Change to the Out-of-Pocket Maximums
Under the final rule, non-grandfathered group medical plans will see an increase in the out-of-pocket maximum for plan years beginning on or after January 1, 2022 as follows:
- $8,700 for self-only coverage; and
- $17,400 for coverage other than self-only.
Note that different out-of-pocket limits apply to high-deductible health plans, for purposes of making contributions to a health savings account ("HSA"). The 2022 HSA thresholds will likely be announced in June 2021.
Special Enrollment Period for Individual Coverage
The final rules create a special enrollment opportunity to access the individual coverage market upon the loss of all employer (or government) contributions toward COBRA coverage.

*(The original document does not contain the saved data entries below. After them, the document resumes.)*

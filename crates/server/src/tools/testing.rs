//! A tiny in-memory site for tool tests.

use std::collections::HashMap;
use std::sync::Arc;
use std::sync::atomic::{AtomicBool, Ordering};

use async_trait::async_trait;
use bytes::Bytes;
use reqwest::{StatusCode, header};
use rmcp::model::CallToolResult;
use swcache_client::{CacheController, ControllerSettings, FetchResponse, Fetcher, InterceptedRequest, ResponseKind};
use swcache_core::{AppConfig, CacheDb, Error, PrecacheManifest};

pub(crate) const BOTTLE_IMG: &str = "/puzzle1/assets/img/bottle_img.jpg";

/// JPEG start-of-image marker and JFIF header; not valid UTF-8.
pub(crate) const JPEG: &[u8] = &[0xFF, 0xD8, 0xFF, 0xE0, 0x00, 0x10, b'J', b'F', b'I', b'F', 0x00, 0xFF, 0xD9];

pub(crate) struct StaticSite {
    pages: HashMap<&'static str, (&'static str, &'static [u8])>,
    offline: AtomicBool,
}

impl StaticSite {
    pub(crate) fn new() -> Self {
        let pages = HashMap::from([
            ("/", ("text/html", b"<html>home</html>".as_slice())),
            ("/index.html", ("text/html", b"<html>shell</html>".as_slice())),
            ("/style.css", ("text/css", b"body{}".as_slice())),
            ("/puzzle1/dist/js/quiz.js", ("text/javascript", b"quiz()".as_slice())),
            (BOTTLE_IMG, ("image/jpeg", JPEG)),
        ]);
        Self { pages, offline: AtomicBool::new(false) }
    }

    pub(crate) fn set_offline(&self, offline: bool) {
        self.offline.store(offline, Ordering::SeqCst);
    }
}

#[async_trait]
impl Fetcher for StaticSite {
    async fn fetch(&self, request: &InterceptedRequest) -> Result<FetchResponse, Error> {
        if self.offline.load(Ordering::SeqCst) {
            return Err(Error::Network(format!("{}: offline", request.url)));
        }

        let (status, content_type, body) = match self.pages.get(request.url.path()) {
            Some((content_type, body)) => (StatusCode::OK, *content_type, *body),
            None => (StatusCode::NOT_FOUND, "text/plain", b"not found".as_slice()),
        };

        let mut headers = header::HeaderMap::new();
        headers.insert(header::CONTENT_TYPE, header::HeaderValue::from_static(content_type));

        Ok(FetchResponse {
            url: request.url.clone(),
            status,
            bytes: Bytes::from_static(body),
            headers,
            kind: ResponseKind::Basic,
        })
    }
}

/// A controller over an in-memory store, not yet installed.
pub(crate) async fn controller(site: Arc<StaticSite>) -> Arc<CacheController> {
    let db = CacheDb::open_in_memory().await.unwrap();
    let settings = ControllerSettings::from_app_config(&AppConfig::default()).unwrap();
    let controller = CacheController::new(settings, Arc::new(db), site)
        .with_manifest(PrecacheManifest::new(["/", "/index.html", "/style.css"]));
    Arc::new(controller)
}

/// A controller that is installed and active.
pub(crate) async fn active_controller(site: Arc<StaticSite>) -> Arc<CacheController> {
    let controller = controller(site).await;
    controller.install().await.unwrap();
    controller.activate().await.unwrap();
    controller
}

/// Parse the JSON text content of a tool result.
pub(crate) fn output(result: &CallToolResult) -> serde_json::Value {
    let text = result.content[0].as_text().expect("text content");
    serde_json::from_str(&text.text).unwrap()
}
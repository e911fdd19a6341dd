//! Unified error types for swcache.
//!
//! Serving paths never surface these to a page; they are converted into
//! fallback responses by the policy executors. Lifecycle operations and the
//! MCP tool layer do propagate them.

use rmcp::model::{ErrorCode, ErrorData as McpError};
use tokio_rusqlite::rusqlite;

/// Unified error types for the offline cache manager.
#[derive(Debug, thiserror::Error)]
pub enum Error {
    /// Invalid input parameters (e.g., empty URL).
    #[error("INVALID_INPUT: {0}")]
    InvalidInput(String),

    /// Invalid or unsupported URL.
    #[error("INVALID_URL: {0}")]
    InvalidUrl(String),

    /// Database operation failed.
    #[error("CACHE_ERROR: {0}")]
    Database(tokio_rusqlite::Error),

    /// Migration failed to apply.
    #[error("CACHE_ERROR: migration failed: {0}")]
    MigrationFailed(String),

    /// A stored row could not be decoded.
    #[error("CACHE_ERROR: corrupt entry: {0}")]
    CorruptEntry(String),

    /// The request never produced a response (connection refused, DNS, reset).
    #[error("NETWORK_ERROR: {0}")]
    Network(String),

    /// Fetch timeout.
    #[error("FETCH_TIMEOUT: {0}")]
    FetchTimeout(String),

    /// Fetch response too large.
    #[error("FETCH_TOO_LARGE: {0}")]
    FetchTooLarge(String),

    /// HTTP error response where a success was required (precache, cacheAssets).
    #[error("HTTP_ERROR: {0}")]
    HttpError(String),

    /// Lifecycle operation invoked from the wrong state.
    #[error("LIFECYCLE_ERROR: {0}")]
    Lifecycle(String),

    /// Activation is blocked until open sessions close or skip-waiting is requested.
    #[error("WAITING: {0}")]
    Waiting(String),

    /// The generation was superseded and cannot be written to or revived.
    #[error("GENERATION_RETIRED: {0}")]
    GenerationRetired(String),
}

impl From<tokio_rusqlite::Error<Error>> for Error {
    fn from(err: tokio_rusqlite::Error<Error>) -> Self {
        match err {
            tokio_rusqlite::Error::Error(e) => e,
            tokio_rusqlite::Error::ConnectionClosed => Error::Database(tokio_rusqlite::Error::ConnectionClosed),
            tokio_rusqlite::Error::Close(c) => Error::Database(tokio_rusqlite::Error::Close(c)),
            _ => Error::Database(tokio_rusqlite::Error::ConnectionClosed),
        }
    }
}

impl From<tokio_rusqlite::Error<rusqlite::Error>> for Error {
    fn from(err: tokio_rusqlite::Error<rusqlite::Error>) -> Self {
        Error::Database(err)
    }
}

impl From<rusqlite::Error> for Error {
    fn from(err: rusqlite::Error) -> Self {
        Error::Database(tokio_rusqlite::Error::Error(err))
    }
}

impl From<Error> for McpError {
    fn from(err: Error) -> Self {
        let (code, message) = match &err {
            Error::InvalidInput(msg) => (-32602, msg.clone()),
            Error::InvalidUrl(msg) => (-32003, msg.clone()),
            Error::Database(e) => (-32002, e.to_string()),
            Error::MigrationFailed(msg) => (-32002, msg.clone()),
            Error::CorruptEntry(msg) => (-32002, msg.clone()),
            Error::Network(msg) => (-32008, msg.clone()),
            Error::FetchTimeout(msg) => (-32006, msg.clone()),
            Error::FetchTooLarge(msg) => (-32007, msg.clone()),
            Error::HttpError(msg) => (-32008, msg.clone()),
            Error::Lifecycle(msg) => (-32020, msg.clone()),
            Error::Waiting(msg) => (-32021, msg.clone()),
            Error::GenerationRetired(msg) => (-32022, msg.clone()),
        };

        McpError { code: ErrorCode(code), message: message.into(), data: None }
    }
}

Specifically, when an individual or their dependent is enrolled in COBRA continuation of coverage (or state "mini-COBRA") and the employer (or the government) contributes toward the cost of that coverage, the individual will have a special enrollment opportunity into individual coverage when those employer contributions (or government subsidies) completely cease. It should be noted that this relief is limited to the individual coverage marketplace and does not extend to HIPAA special enrollment rights for purposes of enrollment in group health plan coverage. In other words, an individual with COBRA coverage that is subsidized by an employer (or government) generally will not have a special enrollment opportunity in an employer sponsored group health plan when those contributions cease.

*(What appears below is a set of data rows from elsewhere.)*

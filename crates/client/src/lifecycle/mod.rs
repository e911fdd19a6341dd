//! Generation lifecycle.
//!
//! A [`CacheController`] owns one generation and walks it through
//! `parsed → installing → installed → activating → active`, with `redundant`
//! for an aborted install and `superseded` once a newer generation wins.
//!
//! Activation order is fixed: swap the active pointer, delete the other
//! generations' stores, then claim open sessions. A request that started
//! against a retired generation may still finish; its writes are rejected by
//! the store and dropped by the executor.

mod clients;
mod messages;

use std::sync::atomic::{AtomicBool, Ordering};
use std::sync::{Arc, PoisonError, RwLock};

use reqwest::Method;
use schemars::JsonSchema;
use serde::Serialize;
use swcache_core::{
    AppConfig, CacheStorage, Error, Generation, GenerationState, PrecacheManifest, StoreInfo, StoreName, StorePurpose,
};
use tokio::sync::{Mutex, Semaphore};
use tokio::task::JoinSet;
use url::Url;

pub use clients::ClientInfo;
pub use messages::{ClientMessage, MessageOutcome};

use crate::fetch::{FetchResponse, Fetcher, canonicalize, resolve};
use crate::request::{InterceptedRequest, RequestMode};
use crate::response::ServedResponse;
use crate::strategy::{Decision, PassthroughReason, PolicyConfig, PolicyExecutor, StrategySelector};
use clients::Clients;

/// Immutable settings for one controller, built once at start.
#[derive(Debug, Clone)]
pub struct ControllerSettings {
    pub generation: Generation,
    pub origin: Url,
    pub allowed_hosts: Vec<String>,
    pub navigation_fallback: Url,
    /// Promote right after install instead of waiting for old sessions to close.
    pub skip_waiting: bool,
    pub precache_concurrency: usize,
}

impl ControllerSettings {
    pub fn from_app_config(config: &AppConfig) -> Result<Self, Error> {
        let origin = canonicalize(&config.origin).map_err(|e| Error::InvalidUrl(e.to_string()))?;
        let navigation_fallback =
            resolve(&origin, &config.navigation_fallback).map_err(|e| Error::InvalidUrl(e.to_string()))?;

        Ok(Self {
            generation: config.generation(),
            origin,
            allowed_hosts: config.allowed_hosts.clone(),
            navigation_fallback,
            skip_waiting: config.skip_waiting,
            precache_concurrency: config.precache_concurrency,
        })
    }
}
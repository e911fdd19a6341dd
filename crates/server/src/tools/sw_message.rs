//! sw_message tool implementation.
//!
//! Delivers a page's control message (`skipWaiting`, `cacheAssets`) to the
//! controller.

use rmcp::{ErrorData as McpError, model::CallToolResult};
use schemars::JsonSchema;
use serde::{Deserialize, Serialize};
use swcache_client::{CacheController, ClientMessage};

use super::json_result;
use crate::error::ToolError;

/// Input parameters for sw_message tool.
#[derive(Debug, Clone, Serialize, Deserialize, JsonSchema)]
pub struct SwMessageParams {
    /// `"skipWaiting"` or `{"cacheAssets": ["/path.css", ...]}`.
    pub message: serde_json::Value,
}

/// Implementation of the sw_message tool.
pub async fn message_impl(controller: &CacheController, params: SwMessageParams) -> Result<CallToolResult, McpError> {
    let message = ClientMessage::from_value(params.message).map_err(|e| ToolError::InvalidMessage(e.to_string()))?;

    tracing::debug!(message = ?message, "page message");
    let outcome = controller.handle_message(message).await?;

    json_result(&outcome)
}
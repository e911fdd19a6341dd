//! Core types and shared functionality for swcache.
//!
//! This crate provides:
//! - Versioned cache store with SQLite backend
//! - Generation registry used by the lifecycle controller
//! - Unified error types
//! - Configuration structures and the built-in precache manifest

pub mod cache;
pub mod config;
pub mod error;
pub mod manifest;

pub use cache::{CacheDb, CacheStorage, CachedResponse, Generation, GenerationState, StoreInfo, StoreName, StorePurpose};
pub use config::{AppConfig, ConfigError};
pub use error::Error;
pub use manifest::PrecacheManifest;
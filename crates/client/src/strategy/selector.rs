//! Strategy selection.
//!
//! Classification is a total, deterministic function of method and URL:
//! anything not matched by a more specific rule is treated as html and so
//! always revalidates with the network first.

use std::sync::LazyLock;

use regex::Regex;
use reqwest::Method;
use schemars::JsonSchema;
use serde::Serialize;
use url::Url;

use super::{PolicyConfig, RequestClass};
use crate::request::InterceptedRequest;

static IMAGE_EXT: LazyLock<Regex> =
    LazyLock::new(|| Regex::new(r"(?i)\.(jpg|jpeg|png|gif|webp|svg|ico)$").expect("image pattern compiles"));

static SCRIPT_STYLE_EXT: LazyLock<Regex> =
    LazyLock::new(|| Regex::new(r"(?i)\.(css|js)$").expect("script/style pattern compiles"));

static FONT_EXT: LazyLock<Regex> =
    LazyLock::new(|| Regex::new(r"(?i)\.(woff2?|ttf|otf|eot)$").expect("font pattern compiles"));

/// Why a request was left to default network handling.
#[derive(Debug, Clone, Copy, PartialEq, Eq, Serialize, JsonSchema)]
#[serde(rename_all = "kebab-case")]
pub enum PassthroughReason {
    NonGet,
    CrossOrigin,
    /// No generation is active yet.
    NotActive,
    /// The page session predates activation and has not been claimed.
    Uncontrolled,
}

/// Outcome of classifying one request.
#[derive(Debug, Clone, Copy, PartialEq, Eq)]
pub enum Decision {
    Passthrough(PassthroughReason),
    Intercept(PolicyConfig),
}

/// Classifies requests for one site origin.
#[derive(Debug, Clone)]
pub struct StrategySelector {
    origin: Url,
    allowed_hosts: Vec<String>,
}

impl StrategySelector {
    pub fn new<I, S>(origin: Url, allowed_hosts: I) -> Self
    where
        I: IntoIterator<Item = S>,
        S: Into<String>,
    {
        let allowed_hosts = allowed_hosts
            .into_iter()
            .map(|h| h.into().trim().to_ascii_lowercase())
            .collect();
        Self { origin, allowed_hosts }
    }

    pub fn classify(&self, request: &InterceptedRequest) -> Decision {
        if request.method != Method::GET {
            return Decision::Passthrough(PassthroughReason::NonGet);
        }

        if !self.is_interceptable_origin(&request.url) {
            return Decision::Passthrough(PassthroughReason::CrossOrigin);
        }

        Decision::Intercept(Self::classify_path(request.url.path()).policy())
    }

    /// Class of a URL path, ignoring origin and method.
    pub fn classify_path(path: &str) -> RequestClass {
        let path = path.to_ascii_lowercase();

        if path.ends_with(".html") || path == "/" || path.is_empty() {
            return RequestClass::Html;
        }

        if IMAGE_EXT.is_match(&path) {
            return RequestClass::Images;
        }

        if SCRIPT_STYLE_EXT.is_match(&path) || FONT_EXT.is_match(&path) {
            return RequestClass::Static;
        }

        if path.contains("/api/") || path.ends_with(".json") {
            return RequestClass::Api;
        }

        RequestClass::Html
    }

    fn is_interceptable_origin(&self, url: &Url) -> bool {
        if url.origin() == self.origin.origin() {
            return true;
        }

        url.host_str()
            .map(|host| self.allowed_hosts.iter().any(|allowed| allowed.eq_ignore_ascii_case(host)))
            .unwrap_or(false)
    }
}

This relief applies market-wide to individual health insurance coverage, including coverage purchased outside of the Exchange, directly from carriers or through insurance agents, as well as coverage acquired from state Exchanges.

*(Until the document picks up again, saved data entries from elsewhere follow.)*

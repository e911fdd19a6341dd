//! Network-first: fresh content when reachable, stored copies when not.

use swcache_core::StoreName;

use super::executor::{PolicyExecutor, store_copy};
use crate::request::InterceptedRequest;
use crate::response::ServedResponse;

impl PolicyExecutor {
    pub(super) async fn network_first(&self, request: &InterceptedRequest, store: &StoreName) -> ServedResponse {
        let err = match self.fetcher.fetch(request).await {
            Ok(response) => {
                store_copy(self.storage.as_ref(), store, request.method.as_str(), &response).await;
                return ServedResponse::from_network(response);
            }
            Err(e) => e,
        };

        tracing::info!(url = %request.url, error = %err, "network failed, serving from cache");

        if let Some(entry) = self.lookup(store, request).await {
            return ServedResponse::from_cache(entry);
        }

        if request.is_navigation()
            && let Some(fallback) = self.fallback_document().await
        {
            tracing::debug!(url = %request.url, fallback = %self.navigation_fallback, "serving navigation fallback");
            return ServedResponse::navigation_fallback(fallback);
        }

        ServedResponse::offline("Offline - no cached content available")
    }
}
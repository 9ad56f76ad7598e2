//! Orbit server - submission and moderation API.
//!
//! Serves the public submission endpoints and the admin moderation API on
//! port 5000 by default.
//!
//! # Architecture
//!
//! - Axum web framework, JSON over HTTP
//! - `PostgreSQL` for submissions
//! - Cloudinary for submitted photos
//! - Stateless admin sessions (signed token in a cookie or bearer header)

#![cfg_attr(not(test), forbid(unsafe_code))]

use std::net::SocketAddr;
use std::sync::Arc;
use std::time::Duration;

use sentry::integrations::tracing as sentry_tracing;
use tracing_subscriber::{layer::SubscriberExt, util::SubscriberInitExt};

use orbit_server::config::ServerConfig;
use orbit_server::db::{self, PgSubmissionStore};
use orbit_server::services::images::CloudinaryClient;
use orbit_server::{AppState, app};

/// How often fully refilled rate limit buckets are dropped.
const LIMITER_SWEEP_INTERVAL: Duration = Duration::from_secs(10 * 60);

/// Initialize Sentry error tracking and return guard that must be kept alive.
fn init_sentry(config: &ServerConfig) -> Option<sentry::ClientInitGuard> {
    let dsn = config.sentry_dsn.as_ref()?;

    let guard = sentry::init((
        dsn.as_str(),
        sentry::ClientOptions {
            release: sentry::release_name!(),
            environment: config
                .sentry_environment
                .clone()
                .map(std::borrow::Cow::Owned),
            attach_stacktrace: true,
            ..Default::default()
        },
    ));

    tracing::info!("Sentry initialized");
    Some(guard)
}

/// Filter tracing events to Sentry event types.
fn sentry_event_filter(metadata: &tracing::Metadata<'_>) -> sentry_tracing::EventFilter {
    match *metadata.level() {
        tracing::Level::ERROR | tracing::Level::WARN => sentry_tracing::EventFilter::Event,
        tracing::Level::INFO | tracing::Level::DEBUG => sentry_tracing::EventFilter::Breadcrumb,
        _ => sentry_tracing::EventFilter::Ignore,
    }
}

#[tokio::main]
async fn main() -> Result<(), Box<dyn std::error::Error>> {
    // Load configuration from environment (needed for Sentry init)
    let config = ServerConfig::from_env()?;

    // Initialize Sentry (must be done before tracing subscriber)
    let _sentry_guard = init_sentry(&config);

    let env_filter = tracing_subscriber::EnvFilter::try_from_default_env()
        .unwrap_or_else(|_| "orbit_server=info,tower_http=debug".into());

    tracing_subscriber::registry()
        .with(env_filter)
        .with(tracing_subscriber::fmt::layer())
        .with(sentry_tracing::layer().event_filter(sentry_event_filter))
        .init();

    let pool = db::create_pool(&config.database_url).await?;
    tracing::info!("Database pool created");

    // NOTE: Migrations are NOT run automatically on startup.
    // Run them explicitly via: cargo run -p orbit-cli -- migrate

    let images = CloudinaryClient::new(&config.cloudinary)?;
    let addr = config.socket_addr();

    let state = AppState::new(
        config,
        Arc::new(PgSubmissionStore::new(pool)),
        Arc::new(images),
    );

    let limiter = state.upload_limiter().clone();
    tokio::spawn(async move {
        let mut interval = tokio::time::interval(LIMITER_SWEEP_INTERVAL);
        loop {
            interval.tick().await;
            limiter.retain_recent();
        }
    });

    let app = app(state)?
        // Sentry layers (outermost for full request coverage)
        .layer(sentry_tower::NewSentryLayer::new_from_top())
        .layer(sentry_tower::SentryHttpLayer::new().enable_transaction());

    tracing::info!("orbit-server listening on {}", addr);

    let listener = tokio::net::TcpListener::bind(addr).await?;

    axum::serve(
        listener,
        app.into_make_service_with_connect_info::<SocketAddr>(),
    )
    .with_graceful_shutdown(shutdown_signal())
    .await?;

    Ok(())
}

/// Wait for shutdown signal (Ctrl+C or SIGTERM).
async fn shutdown_signal() {
    let ctrl_c = async {
        if let Err(e) = tokio::signal::ctrl_c().await {
            tracing::error!(error = %e, "Failed to install Ctrl+C handler");
            std::future::pending::<()>().await;
        }
    };

    #[cfg(unix)]
    let terminate = async {
        match tokio::signal::unix::signal(tokio::signal::unix::SignalKind::terminate()) {
            Ok(mut signal) => {
                signal.recv().await;
            }
            Err(e) => {
                tracing::error!(error = %e, "Failed to install SIGTERM handler");
                std::future::pending::<()>().await;
            }
        }
    };

    #[cfg(not(unix))]
    let terminate = std::future::pending::<()>();

    tokio::select! {
        () = ctrl_c => {},
        () = terminate => {},
    }

    tracing::info!("Shutdown signal received, starting graceful shutdown");
}
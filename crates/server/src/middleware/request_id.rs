//! Request ID middleware for request tracing and correlation.
//!
//! Generates a UUID v4 for each request unless an upstream proxy already
//! supplied one. The ID is recorded in the tracing span, tagged on the Sentry
//! scope, and echoed in the response headers.

use axum::{extract::Request, http::HeaderValue, middleware::Next, response::Response};
use tracing::Span;
use uuid::Uuid;

/// The HTTP header name for request IDs.
pub const REQUEST_ID_HEADER: &str = "x-request-id";

/// Middleware that ensures every request has a unique request ID.
pub async fn request_id_middleware(request: Request, next: Next) -> Response {
    let request_id = request
        .headers()
        .get(REQUEST_ID_HEADER)
        .and_then(|h| h.to_str().ok())
        .filter(|id| !id.is_empty() && id.len() <= 128)
        .map_or_else(|| Uuid::new_v4().to_string(), String::from);

    Span::current().record("request_id", &request_id);

    sentry::configure_scope(|scope| {
        scope.set_tag("request_id", &request_id);
    });

    let mut response = next.run(request).await;

    if let Ok(value) = HeaderValue::from_str(&request_id) {
        response.headers_mut().insert(REQUEST_ID_HEADER, value);
    }

    response
}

The triggering event for this special enrollment period is the last day of the period for which COBRA continuation coverage was paid for or subsidized, in whole or in part, by an employer or a government entity.
An individual eligible for this special enrollment period would have 60 days before and after the triggering event (in this case, the last day for which the qualified individual or dependent has COBRA continuation coverage to which an employer or governmental entity is contributing) to select an individual market plan through this special enrollment period.
These changes take effect on July 6, 2021.
- Update out-of-pocket limits for plan years beginning on or after January 1, 2022.
- Understand and communicate (as needed) that cessation of all employer (or government) contributions toward COBRA continuation of coverage may trigger a special enrollment opportunity for individual market coverage.